Para quem está começando, basta fazer o dever de casa, mapeando as oportunidades do mercado de trabalho e correndo atrás da melhor qualificação possível, declara Caldana, da USP. “Não é difícil só para os mais jovens, mas de forma geral. Encontrar um propósito, ter uma formação adequada, se preparar com as competências requeridas para as profissões que estão surgindo não é tarefa fácil. A gente não aprende na escola essas mudanças no mundo do trabalho.” Portanto, um empurrãozinho na forma de políticas públicas, educacionais ou ações empresariais também é bem-vindo. Na opinião da professora, os jovens carecem de mais orientações para entender o mercado, quais qualificações são necessárias para alcançar um determinado objetivo e como consegui-las.
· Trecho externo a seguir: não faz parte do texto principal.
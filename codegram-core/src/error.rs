use std::path::PathBuf;

use thiserror::Error;

/// Errors produced by the core library.
///
/// Most modeling operations are infallible by design (unseen context is a
/// zero-confidence score, not an error); errors are reserved for I/O,
/// persistence and configuration problems.
#[derive(Debug, Error)]
pub enum Error {
	/// I/O error from the filesystem.
	#[error("I/O error: {0}")]
	Io(#[from] std::io::Error),

	/// Invalid configuration value that could not be clamped.
	#[error("invalid configuration: {0}")]
	Config(String),

	/// Persisted model state is missing or malformed.
	#[error("load failed: {path}: {reason}")]
	Load { path: PathBuf, reason: String },

	/// Counter snapshot could not be encoded or decoded.
	#[error("counter snapshot error: {0}")]
	Snapshot(#[from] postcard::Error),

	/// Model configuration record could not be encoded or decoded.
	#[error("config record error: {0}")]
	ConfigRecord(#[from] serde_json::Error),

	/// The model does not support persistence (e.g. cache or nested models).
	#[error("persistence is not supported by this model")]
	PersistenceUnsupported,

	/// A model factory failed to produce a model.
	#[error("model construction failed: {0}")]
	Factory(String),
}

/// Convenience result type for core operations.
pub type Result<T> = std::result::Result<T, Error>;

#[cfg(test)]
mod tests {
	use super::*;

	#[test]
	fn error_display_config() {
		let err = Error::Config("randomness must be between 0.0 and 1.0".to_owned());
		assert_eq!(
			err.to_string(),
			"invalid configuration: randomness must be between 0.0 and 1.0"
		);
	}

	#[test]
	fn io_error_conversion() {
		let io_err = std::io::Error::new(std::io::ErrorKind::NotFound, "no such file");
		let err: Error = io_err.into();
		assert!(matches!(err, Error::Io(_)));
	}
}
//! Frequency storage for token sequences.
//!
//! The counter is the backing store of every n-gram model: it records how
//! often each sequence of token indices has been observed and answers the
//! aggregate queries the smoothing methods need (context totals, distinct
//! successor tiers, counts-of-counts, top successors).

mod trie;

pub use trie::MapTrieCounter;
//! Language models over token-index sequences.
//!
//! - [`ngram`]: smoothed n-gram models backed by a frequency trie
//! - [`mix`]: two-model mixtures, including bidirectional modeling
//! - [`cache`]: a self-refreshing recency overlay over a base model
//! - [`nested`]: per-directory local models mixed with a global model
//! - [`persist`]: model persistence (counter snapshots plus config records)

pub mod cache;
pub mod mix;
pub mod nested;
pub mod ngram;
pub mod persist;

use std::collections::HashMap;
use std::path::Path;
use std::rc::Rc;

use serde::{Deserialize, Serialize};
use tracing::warn;

use crate::error::Result;

/// A probability estimate paired with the confidence the model places in it.
///
/// Both components lie in `[0, 1]`. Confidence 0 means the model has nothing
/// to say about the position; consumers then fall back to other models or to
/// the uniform distribution.
#[derive(Clone, Copy, Debug, PartialEq, Serialize, Deserialize)]
pub struct ProbConf {
	pub prob: f64,
	pub conf: f64,
}

impl ProbConf {
	/// The "no opinion" score.
	pub const ZERO: ProbConf = ProbConf { prob: 0.0, conf: 0.0 };

	pub fn new(prob: f64, conf: f64) -> Self {
		ProbConf { prob, conf }
	}
}

/// Candidate completions for one position, scored per token index.
pub type Predictions = HashMap<usize, ProbConf>;

/// Produces fresh models on demand, e.g. for cache rebuilds or new nesting
/// levels.
pub type ModelFactory = Rc<dyn Fn() -> Result<Box<dyn Model>>>;

/// Builds a model from `factory`, substituting the standard n-gram model if
/// construction fails.
pub(crate) fn build_or_standard(factory: &ModelFactory) -> Box<dyn Model> {
	match factory() {
		Ok(model) => model,
		Err(err) => {
			warn!(error = %err, "model factory failed, substituting the standard n-gram model");
			Box::new(ngram::NGramModel::standard())
		}
	}
}

/// Tracks whether a model updates itself while scoring, with reentrant
/// pause/unpause.
///
/// Pausing records the dynamic flag at the outermost level and forces it off;
/// unpausing restores it only once the outermost pause is released, so nested
/// pauses cannot clobber the remembered state.
#[derive(Clone, Copy, Debug, Default)]
pub struct DynamicState {
	dynamic: bool,
	was_dynamic: bool,
	depth: u32,
}

impl DynamicState {
	pub fn is_dynamic(&self) -> bool {
		self.dynamic
	}

	pub fn set(&mut self, dynamic: bool) {
		self.dynamic = dynamic;
		self.was_dynamic = dynamic;
	}

	pub fn pause(&mut self) {
		if self.depth == 0 {
			self.was_dynamic = self.dynamic;
		}
		self.depth += 1;
		self.dynamic = false;
	}

	pub fn unpause(&mut self) {
		if self.depth == 0 {
			return;
		}
		self.depth -= 1;
		if self.depth == 0 && self.was_dynamic {
			self.dynamic = true;
		}
	}
}

/// The full language-model contract: learning, forgetting, scoring and
/// prediction over sequences of token indices.
///
/// Sequence operations default to per-index iteration; composite models
/// override them to delegate to their children in bulk.
pub trait Model {
	/// Announce the file about to be processed, before any of its content is
	/// scored or learned. Stateful models reset or re-nest here.
	fn notify(&mut self, next: &Path);

	/// Whether the model learns each token right after scoring it.
	fn dynamic(&self) -> bool;

	fn set_dynamic(&mut self, dynamic: bool);

	/// Temporarily suspend dynamic updates. Reentrant.
	fn pause_dynamic(&mut self);

	fn unpause_dynamic(&mut self);

	fn learn(&mut self, input: &[usize]) {
		for index in 0..input.len() {
			self.learn_token(input, index);
		}
	}

	fn learn_token(&mut self, input: &[usize], index: usize);

	fn forget(&mut self, input: &[usize]) {
		for index in 0..input.len() {
			self.forget_token(input, index);
		}
	}

	fn forget_token(&mut self, input: &[usize], index: usize);

	fn model(&mut self, input: &[usize]) -> Vec<ProbConf> {
		(0..input.len())
			.map(|index| self.model_token(input, index))
			.collect()
	}

	/// Score the token at `index`, then learn it if the model is dynamic.
	fn model_token(&mut self, input: &[usize], index: usize) -> ProbConf;

	fn predict(&mut self, input: &[usize]) -> Vec<Predictions> {
		(0..input.len())
			.map(|index| self.predict_token(input, index))
			.collect()
	}

	/// Propose scored candidates for `index`. Dynamic updates are suspended
	/// while candidates are scored; if the model is dynamic, the actual token
	/// is learned afterwards.
	fn predict_token(&mut self, input: &[usize], index: usize) -> Predictions;

	/// The confidence the model would have at `index`, taken as the best
	/// confidence over its predictions there. Never triggers learning.
	fn get_confidence(&mut self, input: &[usize], index: usize) -> f64 {
		self.pause_dynamic();
		let best = self
			.predict_token(input, index)
			.values()
			.map(|scored| scored.conf)
			.fold(0.0, f64::max);
		self.unpause_dynamic();
		best
	}

	/// Persist the model under `directory`.
	///
	/// # Errors
	/// [`crate::Error::PersistenceUnsupported`] for models without a durable
	/// representation.
	fn save(&self, directory: &Path) -> Result<()>;
}

/// Scoring-level contract for concrete (single-estimator) models.
///
/// Implementors provide raw scoring and counting; the blanket [`Model`]
/// implementation wraps them with the shared dynamic-update discipline, so it
/// is written once instead of once per model:
/// - `model_token` scores first, then learns when dynamic;
/// - `predict_token` forces dynamic off while scoring candidates, restores
///   it, then learns the actual token if the model was dynamic.
pub trait IndexedModel {
	fn dynamics(&self) -> &DynamicState;

	fn dynamics_mut(&mut self) -> &mut DynamicState;

	fn notify_file(&mut self, _next: &Path) {}

	fn learn_at(&mut self, input: &[usize], index: usize);

	fn forget_at(&mut self, input: &[usize], index: usize);

	/// Score the token at `index` without any learning side effects.
	fn model_at_index(&mut self, input: &[usize], index: usize) -> ProbConf;

	/// Gather and score candidates for `index` without learning side
	/// effects.
	fn predict_at_index(&mut self, input: &[usize], index: usize) -> Predictions;

	fn save_to(&self, directory: &Path) -> Result<()>;
}

impl<T: IndexedModel> Model for T {
	fn notify(&mut self, next: &Path) {
		self.notify_file(next);
	}

	fn dynamic(&self) -> bool {
		self.dynamics().is_dynamic()
	}

	fn set_dynamic(&mut self, dynamic: bool) {
		self.dynamics_mut().set(dynamic);
	}

	fn pause_dynamic(&mut self) {
		self.dynamics_mut().pause();
	}

	fn unpause_dynamic(&mut self) {
		self.dynamics_mut().unpause();
	}

	fn learn_token(&mut self, input: &[usize], index: usize) {
		self.learn_at(input, index);
	}

	fn forget_token(&mut self, input: &[usize], index: usize) {
		self.forget_at(input, index);
	}

	fn model_token(&mut self, input: &[usize], index: usize) -> ProbConf {
		let scored = self.model_at_index(input, index);
		if self.dynamics().is_dynamic() {
			self.learn_at(input, index);
		}
		scored
	}

	fn predict_token(&mut self, input: &[usize], index: usize) -> Predictions {
		// Suspend via the reentrant pause so an outer pause keeps its
		// remembered flag intact.
		let was_dynamic = self.dynamics().is_dynamic();
		self.dynamics_mut().pause();
		let predictions = self.predict_at_index(input, index);
		self.dynamics_mut().unpause();
		// Predicting one past the end has no actual token to learn.
		if was_dynamic && index < input.len() {
			self.learn_at(input, index);
		}
		predictions
	}

	fn save(&self, directory: &Path) -> Result<()> {
		self.save_to(directory)
	}
}

impl Model for Box<dyn Model> {
	fn notify(&mut self, next: &Path) {
		(**self).notify(next);
	}

	fn dynamic(&self) -> bool {
		(**self).dynamic()
	}

	fn set_dynamic(&mut self, dynamic: bool) {
		(**self).set_dynamic(dynamic);
	}

	fn pause_dynamic(&mut self) {
		(**self).pause_dynamic();
	}

	fn unpause_dynamic(&mut self) {
		(**self).unpause_dynamic();
	}

	fn learn(&mut self, input: &[usize]) {
		(**self).learn(input);
	}

	fn learn_token(&mut self, input: &[usize], index: usize) {
		(**self).learn_token(input, index);
	}

	fn forget(&mut self, input: &[usize]) {
		(**self).forget(input);
	}

	fn forget_token(&mut self, input: &[usize], index: usize) {
		(**self).forget_token(input, index);
	}

	fn model(&mut self, input: &[usize]) -> Vec<ProbConf> {
		(**self).model(input)
	}

	fn model_token(&mut self, input: &[usize], index: usize) -> ProbConf {
		(**self).model_token(input, index)
	}

	fn predict(&mut self, input: &[usize]) -> Vec<Predictions> {
		(**self).predict(input)
	}

	fn predict_token(&mut self, input: &[usize], index: usize) -> Predictions {
		(**self).predict_token(input, index)
	}

	fn get_confidence(&mut self, input: &[usize], index: usize) -> f64 {
		(**self).get_confidence(input, index)
	}

	fn save(&self, directory: &Path) -> Result<()> {
		(**self).save(directory)
	}
}

#[cfg(test)]
mod tests {
	use super::*;

	#[test]
	fn pause_and_unpause_restore_dynamic_state() {
		let mut state = DynamicState::default();
		state.set(true);
		state.pause();
		assert!(!state.is_dynamic());
		state.unpause();
		assert!(state.is_dynamic());
	}

	#[test]
	fn nested_pauses_restore_only_at_outermost_level() {
		let mut state = DynamicState::default();
		state.set(true);
		state.pause();
		state.pause();
		state.unpause();
		assert!(!state.is_dynamic());
		state.unpause();
		assert!(state.is_dynamic());
	}

	#[test]
	fn pausing_a_static_model_keeps_it_static() {
		let mut state = DynamicState::default();
		state.pause();
		state.unpause();
		assert!(!state.is_dynamic());
	}

	#[test]
	fn unpause_without_pause_is_a_noop() {
		let mut state = DynamicState::default();
		state.unpause();
		assert!(!state.is_dynamic());
	}
}
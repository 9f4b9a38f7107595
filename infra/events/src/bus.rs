use crate::subscriber::Subscriber;
use fxhash::FxHashMap;
use parking_lot::RwLock;
use std::fmt;
use std::sync::atomic::{AtomicU64, Ordering};
use std::sync::{Arc, Weak};
use tracing::{debug, trace};

/// Marker trait for events that can be routed through the [`EventBus`].
///
/// Every event names the channel it belongs to; the bus delivers it only to
/// subscribers registered under that exact channel key.
pub trait Event: Send + Sync + 'static {
    /// The opaque channel key this event is addressed to.
    fn channel(&self) -> &str;
}

/// Identity used purely for set membership; never compared by value elsewhere.
type SubscriberId = u64;

type Registrations<T> = Vec<(SubscriberId, Arc<dyn Subscriber<T>>)>;
type ChannelMap<T> = FxHashMap<String, Registrations<T>>;

/// A thread-safe publish/subscribe registry keyed by channel name.
///
/// Channels are created implicitly on first subscribe and never explicitly
/// destroyed; an entry with an empty subscriber set is inert. The registry is
/// the only shared mutable state and all mutation goes through
/// [`EventBus::subscribe`], [`SubscriptionGuard::unsubscribe`], and
/// [`EventBus::emit`].
///
/// # Example
/// ```rust
/// use mdesk_event_bus::{Event, EventBus, EventBusError, Subscriber};
/// use std::sync::Arc;
///
/// #[derive(Debug)]
/// struct Ping { room: String }
///
/// impl Event for Ping {
///     fn channel(&self) -> &str { &self.room }
/// }
///
/// #[derive(Debug)]
/// struct Sink;
///
/// impl Subscriber<Ping> for Sink {
///     fn deliver(&self, _event: Arc<Ping>) -> Result<(), EventBusError> { Ok(()) }
/// }
///
/// let bus: EventBus<Ping> = EventBus::new();
/// let guard = bus.subscribe("lobby", Arc::new(Sink));
/// assert_eq!(bus.emit(Ping { room: "lobby".into() }), 1);
/// drop(guard);
/// assert_eq!(bus.emit(Ping { room: "lobby".into() }), 0);
/// ```
pub struct EventBus<T: Event> {
    channels: Arc<RwLock<ChannelMap<T>>>,
    next_id: Arc<AtomicU64>,
}

impl<T: Event> EventBus<T> {
    /// Creates a new, empty `EventBus`.
    #[must_use]
    pub fn new() -> Self {
        Self::default()
    }

    /// Registers `subscriber` under `channel`, creating the channel entry on
    /// first use.
    ///
    /// The returned guard is the only way to remove the registration. It
    /// unsubscribes on [`Drop`], so a subscriber's lifetime is tied to the
    /// connection (or test scope) that owns the guard.
    #[must_use = "dropping the guard unsubscribes immediately"]
    pub fn subscribe(
        &self,
        channel: impl Into<String>,
        subscriber: Arc<dyn Subscriber<T>>,
    ) -> SubscriptionGuard<T> {
        let channel = channel.into();
        let id = self.next_id.fetch_add(1, Ordering::Relaxed);

        {
            let mut channels = self.channels.write();
            let entries = channels.entry(channel.clone()).or_insert_with(|| {
                trace!(channel = %channel, "Initializing new event channel");
                Vec::new()
            });
            entries.push((id, subscriber));
        }

        trace!(channel = %channel, subscriber = id, "Subscriber registered");
        SubscriptionGuard { channel, id, channels: Arc::downgrade(&self.channels) }
    }

    /// Dispatches `event` to every subscriber currently registered on
    /// `event.channel()`, in subscription order.
    ///
    /// The subscriber list is snapshotted as a single atomic step, so a
    /// concurrent subscribe/unsubscribe never interleaves mid-dispatch.
    /// Individual delivery failures are logged and discarded; they neither
    /// abort the fan-out nor surface to the publisher.
    ///
    /// Returns the number of successful deliveries. Emitting to a channel
    /// with no subscribers returns 0 and has no other effect.
    pub fn emit(&self, event: T) -> usize {
        let event = Arc::new(event);

        let snapshot: Registrations<T> = {
            let channels = self.channels.read();
            match channels.get(event.channel()) {
                Some(entries) if !entries.is_empty() => entries.clone(),
                _ => {
                    trace!(channel = event.channel(), "Event dropped: no active subscribers");
                    return 0;
                },
            }
        };

        let mut delivered = 0usize;
        for (id, subscriber) in &snapshot {
            match subscriber.deliver(event.clone()) {
                Ok(()) => delivered += 1,
                Err(err) => {
                    debug!(
                        channel = event.channel(),
                        subscriber = id,
                        error = %err,
                        "Subscriber delivery failed; continuing fan-out"
                    );
                },
            }
        }

        trace!(
            channel = event.channel(),
            delivered,
            subscribers = snapshot.len(),
            "Event dispatched"
        );
        delivered
    }

    /// Number of subscribers currently registered on `channel`.
    #[must_use]
    pub fn subscriber_count(&self, channel: &str) -> usize {
        self.channels.read().get(channel).map_or(0, Vec::len)
    }
}

impl<T: Event> Default for EventBus<T> {
    fn default() -> Self {
        Self {
            channels: Arc::new(RwLock::new(ChannelMap::default())),
            next_id: Arc::new(AtomicU64::new(0)),
        }
    }
}

impl<T: Event> Clone for EventBus<T> {
    fn clone(&self) -> Self {
        Self { channels: self.channels.clone(), next_id: self.next_id.clone() }
    }
}

impl<T: Event> fmt::Debug for EventBus<T> {
    fn fmt(&self, f: &mut fmt::Formatter<'_>) -> fmt::Result {
        f.debug_struct("EventBus").field("channels", &self.channels.read().len()).finish()
    }
}

/// Capability that removes exactly one registration from exactly one channel.
///
/// Safe to invoke more than once; removal of an already-removed subscriber is
/// a no-op. Dropping the guard unsubscribes as well, so teardown happens
/// synchronously when the owning connection goes away.
pub struct SubscriptionGuard<T: Event> {
    channel: String,
    id: SubscriberId,
    channels: Weak<RwLock<ChannelMap<T>>>,
}

impl<T: Event> SubscriptionGuard<T> {
    /// Removes this subscriber from its channel. Idempotent.
    pub fn unsubscribe(&self) {
        let Some(channels) = self.channels.upgrade() else {
            // Registry already gone; nothing left to release.
            return;
        };

        let mut channels = channels.write();
        if let Some(entries) = channels.get_mut(&self.channel) {
            let before = entries.len();
            entries.retain(|(id, _)| *id != self.id);
            if entries.len() < before {
                trace!(channel = %self.channel, subscriber = self.id, "Subscriber removed");
            }
        }
    }

    /// The channel key this guard is bound to.
    #[must_use]
    pub fn channel(&self) -> &str {
        &self.channel
    }
}

impl<T: Event> Drop for SubscriptionGuard<T> {
    fn drop(&mut self) {
        self.unsubscribe();
    }
}

impl<T: Event> fmt::Debug for SubscriptionGuard<T> {
    fn fmt(&self, f: &mut fmt::Formatter<'_>) -> fmt::Result {
        f.debug_struct("SubscriptionGuard")
            .field("channel", &self.channel)
            .field("id", &self.id)
            .finish()
    }
}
E isso tudo com o agravante de vivermos em meio a uma crise financeira e a uma pandemia que custa a passar. “Agora vão dar dois anos de pandemia. Quando parece que as coisas vão melhorar, elas pioram de novo”, lamenta Isabela Campos, que, apesar de já estar formada, não chegou a ter nem cerimônia de colação de grau, evento que ela esperava compartilhar com os colegas. “É um processo que já envolve muita ansiedade, essa coisa de não saber o que vai ser da minha vida agora. Existem muitas possibilidades e, ao mesmo tempo, é tão difícil começar.”